■ **Your objective**
Repeat verbatim the lines of the data below, beginning with the line containing "return Ok(Some(doc.doc_id));" and continuing to the end.

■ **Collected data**
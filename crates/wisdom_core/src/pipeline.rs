//! The mutation pipeline.
//!
//! Every write to documents, backlinks, the change log and the tombstone
//! ledger goes through these functions. Each one expects to run inside a
//! single open transaction and leaves committing to the caller, so a
//! failure anywhere rolls back the row, its events and its tombstones
//! together.

use crate::config::StoreConfig;
use crate::error::{CoreError, CoreResult};
use crate::store::{backlinks, change_log, documents, tombstones};
use crate::types::{
    now_millis, Backlink, DocId, Document, DocumentWrite, ExtractedBacklink, IngestOutcome,
    NewBacklink, Tombstone,
};
use crate::validate::{content_hash, validate_write};
use rusqlite::Connection;
use wisdom_sync_protocol::{EntityType, Operation, Origin};

/// A validated write ready to enter a transaction.
///
/// Validation and hashing happen before the transaction opens.
#[derive(Debug, Clone)]
pub(crate) struct PreparedWrite {
    write: DocumentWrite,
    hash: String,
}

impl PreparedWrite {
    pub(crate) fn new(write: DocumentWrite, config: &StoreConfig) -> CoreResult<Self> {
        let write = validate_write(write, config)?;
        let hash = content_hash(&write.content);
        Ok(Self { write, hash })
    }
}

/// Creates or updates the document at the write's path.
///
/// Identical content, metadata, role and origin make the write a no-op:
/// the stored row comes back untouched and no event is logged.
pub(crate) fn write_document(conn: &Connection, prepared: &PreparedWrite) -> CoreResult<Document> {
    let write = &prepared.write;
    let now = now_millis();

    let Some(existing) = documents::get_by_path(conn, &write.relative_path)? else {
        let doc = Document {
            doc_id: DocId::new(),
            relative_path: write.relative_path.clone(),
            role: write.role,
            origin: write.origin,
            adapter: write.adapter.clone(),
            metadata: write.metadata.clone(),
            content_hash: Some(prepared.hash.clone()),
            created_at: now,
            updated_at: now,
        };
        documents::insert(conn, &doc)?;
        change_log::append(
            conn,
            EntityType::Document,
            &doc.doc_id.to_string(),
            Operation::Create,
            &doc.snapshot(),
            now,
        )?;
        tracing::debug!(doc_id = %doc.doc_id, path = %doc.relative_path, "created document");
        return Ok(doc);
    };

    if existing.adapter != write.adapter {
        return Err(CoreError::conflict(format!(
            "{} is owned by adapter {:?}, not {:?}",
            existing.relative_path, existing.adapter, write.adapter
        )));
    }
    if existing.origin == Origin::Manual && write.origin == Origin::Import {
        return Err(CoreError::conflict(format!(
            "{} was authored manually and cannot be overwritten by an import",
            existing.relative_path
        )));
    }

    let unchanged = existing.content_hash.as_deref() == Some(prepared.hash.as_str())
        && existing.metadata == write.metadata
        && existing.role == write.role
        && existing.origin == write.origin;
    if unchanged {
        tracing::trace!(doc_id = %existing.doc_id, "write is a no-op");
        return Ok(existing);
    }

    let doc = Document {
        role: write.role,
        origin: write.origin,
        metadata: write.metadata.clone(),
        content_hash: Some(prepared.hash.clone()),
        updated_at: now.max(existing.updated_at + 1),
        ..existing
    };
    documents::update(conn, &doc)?;
    change_log::append(
        conn,
        EntityType::Document,
        &doc.doc_id.to_string(),
        Operation::Update,
        &doc.snapshot(),
        now,
    )?;
    tracing::debug!(doc_id = %doc.doc_id, path = %doc.relative_path, "updated document");
    Ok(doc)
}

/// Deletes a document, retracting every backlink it owns first.
///
/// Deleting an already-deleted document returns its existing tombstone.
pub(crate) fn delete_document(conn: &Connection, doc_id: &DocId) -> CoreResult<Tombstone> {
    let id = doc_id.to_string();
    let Some(doc) = documents::get(conn, doc_id)? else {
        return tombstones::get(conn, EntityType::Document, &id)?
            .ok_or_else(|| CoreError::document_not_found(id));
    };

    let now = now_millis();
    retract_backlinks(conn, doc_id, now)?;

    let deleted_at = now.max(doc.updated_at);
    documents::delete(conn, doc_id)?;
    let tombstone = Tombstone {
        entity_type: EntityType::Document,
        entity_id: id.clone(),
        deleted_at,
        relative_path: Some(doc.relative_path.clone()),
    };
    tombstones::insert(conn, &tombstone)?;
    change_log::append(
        conn,
        EntityType::Document,
        &id,
        Operation::Delete,
        &doc.deletion(deleted_at),
        now,
    )?;
    tracing::debug!(doc_id = %doc_id, path = %doc.relative_path, "deleted document");
    Ok(tombstone)
}

/// Replaces every backlink owned by `source` with `links`.
///
/// The old set is retracted and the new one inserted, each row logged.
/// Supplying the current set again changes nothing.
pub(crate) fn set_backlinks(
    conn: &Connection,
    source: &DocId,
    links: &[NewBacklink],
) -> CoreResult<Vec<Backlink>> {
    if documents::get(conn, source)?.is_none() {
        return Err(CoreError::document_not_found(source.to_string()));
    }
    for link in links {
        if !document_known(conn, &link.target_doc_id)? {
            return Err(CoreError::validation(format!(
                "backlink target {} has never existed",
                link.target_doc_id
            )));
        }
    }

    let current = backlinks::from_source(conn, source)?;
    if current.len() == links.len() && current.iter().zip(links).all(|(c, l)| c.as_new() == *l) {
        return Ok(current);
    }

    let now = now_millis();
    retract_backlinks(conn, source, now)?;

    let mut inserted = Vec::with_capacity(links.len());
    for link in links {
        let row = backlinks::insert(conn, source, link)?;
        change_log::append(
            conn,
            EntityType::Backlink,
            &row.id.to_string(),
            Operation::Create,
            &row.snapshot(),
            now,
        )?;
        inserted.push(row);
    }
    tracing::debug!(
        source = %source,
        retracted = current.len(),
        inserted = inserted.len(),
        "replaced backlinks"
    );
    Ok(inserted)
}

/// Writes an adapter's document and replaces its backlinks in one go.
///
/// Target paths that match neither a live document nor a deleted one are
/// skipped and reported back.
pub(crate) fn ingest(
    conn: &Connection,
    prepared: &PreparedWrite,
    extracted: &[ExtractedBacklink],
) -> CoreResult<IngestOutcome> {
    let document = write_document(conn, prepared)?;

    let mut links = Vec::with_capacity(extracted.len());
    let mut unresolved = Vec::new();
    for link in extracted {
        match resolve_path(conn, &link.target_path)? {
            Some(target_doc_id) => links.push(NewBacklink {
                source_segment: link.source_segment.clone(),
                target_doc_id,
                target_segment: link.target_segment.clone(),
                content: link.content.clone(),
            }),
            None => {
                tracing::warn!(
                    source = %document.relative_path,
                    target = %link.target_path,
                    "skipping backlink to unknown path"
                );
                unresolved.push(link.target_path.clone());
            }
        }
    }

    let backlinks = set_backlinks(conn, &document.doc_id, &links)?;
    Ok(IngestOutcome {
        document,
        backlinks,
        unresolved,
    })
}

fn retract_backlinks(conn: &Connection, source: &DocId, now: i64) -> CoreResult<()> {
    for link in backlinks::from_source(conn, source)? {
        backlinks::delete(conn, link.id)?;
        let id = link.id.to_string();
        tombstones::insert(
            conn,
            &Tombstone {
                entity_type: EntityType::Backlink,
                entity_id: id.clone(),
                deleted_at: now,
                relative_path: None,
            },
        )?;
        change_log::append(
            conn,
            EntityType::Backlink,
            &id,
            Operation::Delete,
            &link.snapshot(),
            now,
        )?;
    }
    Ok(())
}

/// True if the id names a live document or a deleted one.
fn document_known(conn: &Connection, doc_id: &DocId) -> CoreResult<bool> {
    if documents::get(conn, doc_id)?.is_some() {
        return Ok(true);
    }
    Ok(tombstones::get(conn, EntityType::Document, &doc_id.to_string())?.is_some())
}

/// Maps a target path to the live document there, or else to the most
/// recently deleted document that occupied it.
fn resolve_path(conn: &Connection, path: &str) -> CoreResult<Option<DocId>> {
    if let Some(doc) = documents::get_by_path(conn, path)? {
        return Ok(Some(doc.doc_id));
    }
    let deleted = tombstones::latest_at_path(conn, path)?;
    deleted.map(|id| DocId::parse(&id)).transpose()
}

■ **Solution for this exercise**
        return Ok(Some(doc.doc_id));
    }
    let deleted = tombstones::latest_at_path(conn, path)?;
    deleted.map(|id| DocId::parse(&id)).transpose()
}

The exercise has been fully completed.